▶ [Exercise goal]: If a line includes the word "that", it belongs in the count; state the total for the data below and add nothing.

Top of Entries provided

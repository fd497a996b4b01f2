//! Prompt Loader
//!
//! Loads prompt templates from an override directory or falls back to
//! embedded defaults.

use std::path::{Path, PathBuf};

use eyre::{Result, eyre};
use handlebars::Handlebars;
use serde::Serialize;
use tracing::debug;

use super::embedded;

/// Context for rendering the decomposition prompt
#[derive(Debug, Clone, Serialize)]
pub struct DecomposeContext {
    /// Task description to break down
    pub description: String,
    pub min_subtasks: usize,
    pub max_subtasks: usize,
    /// Allowed category names
    pub categories: Vec<String>,
    /// Tool the model should call with its answer
    pub tool_name: String,
}

/// Loads and renders prompt templates
pub struct PromptLoader {
    hbs: Handlebars<'static>,
    /// Override directory (e.g., `~/.config/calibrate/prompts/`)
    override_dir: Option<PathBuf>,
}

impl PromptLoader {
    /// Create a loader that prefers templates in `dir` when it exists
    pub fn new(dir: Option<&Path>) -> Self {
        let override_dir = dir.filter(|d| d.exists()).map(Path::to_path_buf);
        debug!(?override_dir, "PromptLoader::new: called");

        let mut hbs = Handlebars::new();
        // Prompts are plain text, not HTML
        hbs.register_escape_fn(handlebars::no_escape);
        Self { hbs, override_dir }
    }

    /// Create a loader that only uses embedded prompts
    pub fn embedded_only() -> Self {
        Self::new(None)
    }

    /// Load a template by name
    ///
    /// Checks `{override_dir}/{name}.hbs` first, then the embedded copy.
    fn load_template(&self, name: &str) -> Result<String> {
        debug!(%name, "PromptLoader::load_template: called");
        if let Some(ref dir) = self.override_dir {
            let path = dir.join(format!("{}.hbs", name));
            if path.exists() {
                debug!(?path, "PromptLoader::load_template: found override");
                return std::fs::read_to_string(&path)
                    .map_err(|e| eyre!("Failed to read prompt {}: {}", path.display(), e));
            }
        }

        embedded::get_embedded(name)
            .map(str::to_string)
            .ok_or_else(|| eyre!("Prompt template not found: {}", name))
    }

    /// Render a template with the given context
    pub fn render<T: Serialize>(&self, template_name: &str, context: &T) -> Result<String> {
        let template = self.load_template(template_name)?;
        self.hbs
            .render_template(&template, context)
            .map_err(|e| eyre!("Failed to render template {}: {}", template_name, e))
    }

    pub fn decompose_prompt(&self, context: &DecomposeContext) -> Result<String> {
        debug!(description_len = context.description.len(), "PromptLoader::decompose_prompt: called");
        self.render("decompose", context)
    }
}

#[cfg(test)]
mod tests {
    use super::*;

    fn context() -> DecomposeContext {
        DecomposeContext {
            description: "Write the Q3 report & send it".to_string(),
            min_subtasks: 3,
            max_subtasks: 5,
            categories: vec!["creative".to_string(), "analytical".to_string()],
            tool_name: "submit_subtasks".to_string(),
        }
    }

    #[test]
    fn test_render_embedded_decompose() {
        let loader = PromptLoader::embedded_only();
        let prompt = loader.decompose_prompt(&context()).unwrap();

        assert!(prompt.contains("3-5 subtasks"));
        assert!(prompt.contains("- creative"));
        assert!(prompt.contains("- analytical"));
        assert!(prompt.contains("`submit_subtasks`"));
        // No HTML escaping
        assert!(prompt.contains("Write the Q3 report & send it"));
    }

    #[test]
    fn test_override_dir_wins() {
        let dir = tempfile::tempdir().unwrap();
        std::fs::write(dir.path().join("decompose.hbs"), "Split: {{description}}").unwrap();

        let loader = PromptLoader::new(Some(dir.path()));
        let prompt = loader.decompose_prompt(&context()).unwrap();
        assert_eq!(prompt, "Split: Write the Q3 report & send it");
    }

    #[test]
    fn test_missing_override_dir_falls_back() {
        let loader = PromptLoader::new(Some(Path::new("/nonexistent/prompts")));
        assert!(loader.decompose_prompt(&context()).unwrap().contains("Task:"));
    }

    #[test]
    fn test_unknown_template() {
        let loader = PromptLoader::embedded_only();
        assert!(loader.load_template("nonexistent-template").is_err());
    }
}
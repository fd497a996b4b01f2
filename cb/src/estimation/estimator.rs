//! TimeEstimator - three-point duration estimates
//!
//! optimistic = n × base, realistic = optimistic × buffer multiplier,
//! pessimistic = realistic × overrun multiplier. Confidence comes from a
//! pluggable [`ConfidenceModel`].

use std::sync::Arc;

use serde::Serialize;
use tracing::debug;

use super::decomposer::SubtaskDraft;
use super::error::EstimationError;
use crate::calibration::AccuracyStats;
use crate::config::EstimatorConfig;
use crate::domain::{Prediction, PredictionBasis};

/// Version tag stored on every prediction produced here
pub const MODEL_VERSION: &str = "baseline-v1";

/// Confidence floor and ceiling for history-derived scores
const HISTORICAL_MIN: f64 = 0.05;
const HISTORICAL_MAX: f64 = 0.95;

/// Scores how much an estimate can be trusted
pub trait ConfidenceModel: Send + Sync {
    /// Confidence in [0, 1] and the basis it was derived from
    fn confidence(&self, subtasks: &[SubtaskDraft]) -> (f64, PredictionBasis);
}

/// Same confidence for every estimate
#[derive(Debug, Clone, Copy)]
pub struct FixedConfidence(pub f64);

impl ConfidenceModel for FixedConfidence {
    fn confidence(&self, _subtasks: &[SubtaskDraft]) -> (f64, PredictionBasis) {
        (self.0, PredictionBasis::Baseline)
    }
}

/// Confidence from a user's calibration history: 1 − MAPE
///
/// Below `min_samples` predicted outcomes the fallback applies.
#[derive(Debug, Clone)]
pub struct HistoricalConfidence {
    stats: AccuracyStats,
    min_samples: usize,
    fallback: FixedConfidence,
}

impl HistoricalConfidence {
    pub fn new(stats: AccuracyStats, min_samples: usize, fallback: FixedConfidence) -> Self {
        Self {
            stats,
            min_samples,
            fallback,
        }
    }
}

impl ConfidenceModel for HistoricalConfidence {
    fn confidence(&self, subtasks: &[SubtaskDraft]) -> (f64, PredictionBasis) {
        match self.stats.mape {
            Some(mape) if self.stats.samples >= self.min_samples && mape.is_finite() => {
                let value = (1.0 - mape).clamp(HISTORICAL_MIN, HISTORICAL_MAX);
                debug!(samples = self.stats.samples, mape, value, "HistoricalConfidence: personalized");
                (value, PredictionBasis::Personalized)
            }
            _ => self.fallback.confidence(subtasks),
        }
    }
}

/// A three-point estimate with confidence
#[derive(Debug, Clone, PartialEq, Serialize)]
pub struct Estimate {
    /// Minutes
    pub optimistic: f64,
    /// Minutes
    pub realistic: f64,
    /// Minutes
    pub pessimistic: f64,
    pub confidence: f64,
    pub basis: PredictionBasis,
    pub model_version: String,
    pub subtask_count: usize,
}

impl Estimate {
    /// Realistic minutes attributed to each subtask
    pub fn per_subtask(&self) -> f64 {
        self.realistic / self.subtask_count.max(1) as f64
    }

    /// Persistable form; the interval spans optimistic to pessimistic
    pub fn to_prediction(&self, task_id: &str) -> Prediction {
        Prediction::new(
            task_id,
            self.realistic,
            self.confidence,
            (self.optimistic, self.pessimistic),
            self.model_version.clone(),
            self.basis,
        )
    }
}

/// Baseline estimator over subtask count
#[derive(Clone)]
pub struct TimeEstimator {
    base_minutes: f64,
    buffer_multiplier: f64,
    overrun_multiplier: f64,
    confidence: Arc<dyn ConfidenceModel>,
}

impl std::fmt::Debug for TimeEstimator {
    fn fmt(&self, f: &mut std::fmt::Formatter<'_>) -> std::fmt::Result {
        f.debug_struct("TimeEstimator")
            .field("base_minutes", &self.base_minutes)
            .field("buffer_multiplier", &self.buffer_multiplier)
            .field("overrun_multiplier", &self.overrun_multiplier)
            .finish_non_exhaustive()
    }
}

impl TimeEstimator {
    /// Build from config with a fixed confidence model
    ///
    /// Rejects a non-positive base and multipliers not strictly above 1,
    /// which would break optimistic < realistic < pessimistic.
    pub fn new(config: &EstimatorConfig) -> Result<Self, EstimationError> {
        if !(config.base_minutes.is_finite() && config.base_minutes > 0.0) {
            return Err(EstimationError::InvalidConfig(format!(
                "base-minutes must be positive, got {}",
                config.base_minutes
            )));
        }
        for (name, value) in [
            ("buffer-multiplier", config.buffer_multiplier),
            ("overrun-multiplier", config.overrun_multiplier),
        ] {
            if !(value.is_finite() && value > 1.0) {
                return Err(EstimationError::InvalidConfig(format!(
                    "{} must be greater than 1, got {}",
                    name, value
                )));
            }
        }
        if !(0.0..=1.0).contains(&config.default_confidence) {
            return Err(EstimationError::InvalidConfig(format!(
                "default-confidence must be within [0, 1], got {}",
                config.default_confidence
            )));
        }

        Ok(Self {
            base_minutes: config.base_minutes,
            buffer_multiplier: config.buffer_multiplier,
            overrun_multiplier: config.overrun_multiplier,
            confidence: Arc::new(FixedConfidence(config.default_confidence)),
        })
    }

    /// Swap the confidence model
    pub fn with_confidence(mut self, model: Arc<dyn ConfidenceModel>) -> Self {
        self.confidence = model;
        self
    }

    /// Estimate a task from its subtasks
    ///
    /// The description is accepted for models that read it; the baseline
    /// depends on subtask count only.
    pub fn estimate(&self, description: &str, subtasks: &[SubtaskDraft]) -> Result<Estimate, EstimationError> {
        debug!(
            description_len = description.len(),
            subtask_count = subtasks.len(),
            "estimate: called"
        );
        if subtasks.is_empty() {
            return Err(EstimationError::EmptyDecomposition);
        }

        let n = subtasks.len() as f64;
        let optimistic = n * self.base_minutes;
        let realistic = optimistic * self.buffer_multiplier;
        let pessimistic = realistic * self.overrun_multiplier;

        let (raw_confidence, basis) = self.confidence.confidence(subtasks);
        let confidence = if raw_confidence.is_finite() {
            raw_confidence.clamp(0.0, 1.0)
        } else {
            0.0
        };

        Ok(Estimate {
            optimistic,
            realistic,
            pessimistic,
            confidence,
            basis,
            model_version: MODEL_VERSION.to_string(),
            subtask_count: subtasks.len(),
        })
    }
}

#[cfg(test)]
mod tests {
    use super::*;
    use crate::domain::TaskCategory;
    use proptest::prelude::*;

    fn drafts(n: usize) -> Vec<SubtaskDraft> {
        (1..=n)
            .map(|i| SubtaskDraft {
                order: i as i32,
                description: format!("Step {}", i),
                category: TaskCategory::Analytical,
                is_implicit: true,
            })
            .collect()
    }

    fn estimator() -> TimeEstimator {
        TimeEstimator::new(&EstimatorConfig::default()).unwrap()
    }

    fn approx(a: f64, b: f64) -> bool {
        (a - b).abs() < 1e-9
    }

    #[test]
    fn test_three_subtasks_scenario() {
        let est = estimator().estimate("Write report", &drafts(3)).unwrap();
        assert!(approx(est.optimistic, 90.0)); // 1.5h
        assert!(approx(est.realistic, 135.0)); // 2.25h
        assert!(approx(est.pessimistic, 189.0)); // 3.15h
        assert!(approx(est.confidence, 0.78));
        assert_eq!(est.basis, PredictionBasis::Baseline);
        assert_eq!(est.model_version, MODEL_VERSION);
        assert!(approx(est.per_subtask(), 45.0));
    }

    #[test]
    fn test_empty_decomposition() {
        let err = estimator().estimate("Write report", &[]).unwrap_err();
        assert!(matches!(err, EstimationError::EmptyDecomposition));
    }

    #[test]
    fn test_invalid_config() {
        let config = EstimatorConfig {
            buffer_multiplier: 1.0,
            ..Default::default()
        };
        assert!(matches!(
            TimeEstimator::new(&config),
            Err(EstimationError::InvalidConfig(_))
        ));

        let config = EstimatorConfig {
            base_minutes: 0.0,
            ..Default::default()
        };
        assert!(TimeEstimator::new(&config).is_err());

        let config = EstimatorConfig {
            overrun_multiplier: f64::NAN,
            ..Default::default()
        };
        assert!(TimeEstimator::new(&config).is_err());
    }

    #[test]
    fn test_to_prediction() {
        let est = estimator().estimate("x", &drafts(2)).unwrap();
        let p = est.to_prediction("task-1");
        assert_eq!(p.task_id, "task-1");
        assert!(approx(p.predicted_time, 90.0));
        assert!(approx(p.confidence_interval_low, 60.0));
        assert!(approx(p.confidence_interval_high, 126.0));
        assert_eq!(p.model_version, "baseline-v1");
    }

    #[test]
    fn test_historical_confidence_needs_samples() {
        let stats = AccuracyStats {
            samples: 3,
            unpredicted: 0,
            mape: Some(0.1),
            mean_bias_minutes: Some(5.0),
        };
        let model = HistoricalConfidence::new(stats, 5, FixedConfidence(0.78));
        assert_eq!(model.confidence(&drafts(1)), (0.78, PredictionBasis::Baseline));
    }

    #[test]
    fn test_historical_confidence_personalized() {
        let stats = AccuracyStats {
            samples: 8,
            unpredicted: 2,
            mape: Some(0.25),
            mean_bias_minutes: Some(12.0),
        };
        let est = estimator()
            .with_confidence(Arc::new(HistoricalConfidence::new(stats, 5, FixedConfidence(0.78))))
            .estimate("x", &drafts(1))
            .unwrap();
        assert!(approx(est.confidence, 0.75));
        assert_eq!(est.basis, PredictionBasis::Personalized);
    }

    #[test]
    fn test_historical_confidence_clamped() {
        let stats = AccuracyStats {
            samples: 10,
            unpredicted: 0,
            mape: Some(3.0),
            mean_bias_minutes: Some(200.0),
        };
        let model = HistoricalConfidence::new(stats, 5, FixedConfidence(0.78));
        assert!(approx(model.confidence(&drafts(1)).0, HISTORICAL_MIN));
    }

    struct Wild;

    impl ConfidenceModel for Wild {
        fn confidence(&self, _subtasks: &[SubtaskDraft]) -> (f64, PredictionBasis) {
            (7.5, PredictionBasis::Collaborative)
        }
    }

    #[test]
    fn test_confidence_output_clamped() {
        let est = estimator()
            .with_confidence(Arc::new(Wild))
            .estimate("x", &drafts(1))
            .unwrap();
        assert!(approx(est.confidence, 1.0));
    }

    proptest! {
        #[test]
        fn prop_estimates_ordered_and_positive(
            n in 1usize..50,
            base in 1.0f64..240.0,
            buffer in 1.01f64..3.0,
            overrun in 1.01f64..3.0,
        ) {
            let config = EstimatorConfig {
                base_minutes: base,
                buffer_multiplier: buffer,
                overrun_multiplier: overrun,
                ..Default::default()
            };
            let est = TimeEstimator::new(&config).unwrap().estimate("task", &drafts(n)).unwrap();
            prop_assert!(est.optimistic > 0.0);
            prop_assert!(est.optimistic < est.realistic);
            prop_assert!(est.realistic < est.pessimistic);
            prop_assert!((0.0..=1.0).contains(&est.confidence));
        }
    }
}
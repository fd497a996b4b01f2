//! Daily digest of completed and overdue tasks

mod builder;
mod sink;

pub use builder::{Digest, DigestBuilder, DigestError, DigestLine, DigestRun, format_time};
pub use sink::{LogSink, Notification, NotificationSink, NotifyError};
//! Record trait and query types

use serde::Serialize;
use serde::de::DeserializeOwned;
use std::collections::HashMap;

/// A persistable document
///
/// Implementors are stored as JSON in the collection named by
/// [`Record::collection_name`]. Fields returned from [`Record::indexed_fields`]
/// are written to the index table and can be used in [`Filter`]s.
pub trait Record: Serialize + DeserializeOwned + Send {
    /// Unique identifier within the collection
    fn id(&self) -> &str;

    /// Last update timestamp (Unix milliseconds)
    fn updated_at(&self) -> i64;

    /// Collection (logical table) name
    fn collection_name() -> &'static str;

    /// Fields to index for filtering
    fn indexed_fields(&self) -> HashMap<String, IndexValue>;
}

/// Value of an indexed field
#[derive(Debug, Clone, PartialEq, Eq)]
pub enum IndexValue {
    String(String),
    Int(i64),
    Bool(bool),
}

impl From<&str> for IndexValue {
    fn from(s: &str) -> Self {
        Self::String(s.to_string())
    }
}

impl From<String> for IndexValue {
    fn from(s: String) -> Self {
        Self::String(s)
    }
}

impl From<i64> for IndexValue {
    fn from(v: i64) -> Self {
        Self::Int(v)
    }
}

impl From<bool> for IndexValue {
    fn from(v: bool) -> Self {
        Self::Bool(v)
    }
}

/// Comparison operator for a filter
#[derive(Debug, Clone, Copy, PartialEq, Eq)]
pub enum FilterOp {
    Eq,
    Ne,
    Gt,
    Gte,
    Lt,
    Lte,
}

impl FilterOp {
    pub(crate) fn as_sql(&self) -> &'static str {
        match self {
            Self::Eq => "=",
            Self::Ne => "<>",
            Self::Gt => ">",
            Self::Gte => ">=",
            Self::Lt => "<",
            Self::Lte => "<=",
        }
    }
}

/// Filter on an indexed field
///
/// A record matches only if it has the field indexed and the comparison
/// holds. Records that do not index the field never match, including for
/// [`FilterOp::Ne`].
#[derive(Debug, Clone, PartialEq, Eq)]
pub struct Filter {
    pub field: String,
    pub op: FilterOp,
    pub value: IndexValue,
}

impl Filter {
    /// Equality filter
    pub fn eq(field: impl Into<String>, value: impl Into<IndexValue>) -> Self {
        Self {
            field: field.into(),
            op: FilterOp::Eq,
            value: value.into(),
        }
    }

    /// Filter with an explicit operator
    pub fn new(field: impl Into<String>, op: FilterOp, value: impl Into<IndexValue>) -> Self {
        Self {
            field: field.into(),
            op,
            value: value.into(),
        }
    }
}

/// Offset/limit window for paginated listing
#[derive(Debug, Clone, Copy, PartialEq, Eq)]
pub struct Page {
    pub offset: usize,
    pub limit: usize,
}

impl Page {
    /// Build a window from a 1-based page number and page size
    ///
    /// Page 0 is treated as page 1.
    pub fn number(page: usize, page_size: usize) -> Self {
        Self {
            offset: page.saturating_sub(1) * page_size,
            limit: page_size,
        }
    }
}

#[cfg(test)]
mod tests {
    use super::*;

    #[test]
    fn test_page_number() {
        assert_eq!(Page::number(1, 20), Page { offset: 0, limit: 20 });
        assert_eq!(Page::number(3, 10), Page { offset: 20, limit: 10 });
        assert_eq!(Page::number(0, 10), Page { offset: 0, limit: 10 });
    }

    #[test]
    fn test_filter_eq_from_str() {
        let filter = Filter::eq("status", "planned");
        assert_eq!(filter.op, FilterOp::Eq);
        assert_eq!(filter.value, IndexValue::String("planned".to_string()));
    }

    #[test]
    fn test_filter_op_sql() {
        assert_eq!(FilterOp::Eq.as_sql(), "=");
        assert_eq!(FilterOp::Ne.as_sql(), "<>");
        assert_eq!(FilterOp::Lte.as_sql(), "<=");
    }
}
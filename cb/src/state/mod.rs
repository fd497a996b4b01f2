//! State management with actor pattern
//!
//! StateManager owns the TaskStore and processes messages via channels,
//! providing thread-safe access to persistent state.

mod manager;
mod messages;

pub use manager::StateManager;
pub use messages::{StateCommand, StateError, StateResponse, TaskQuery};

Bottom of Entries provided

▶ [Task solution]: 4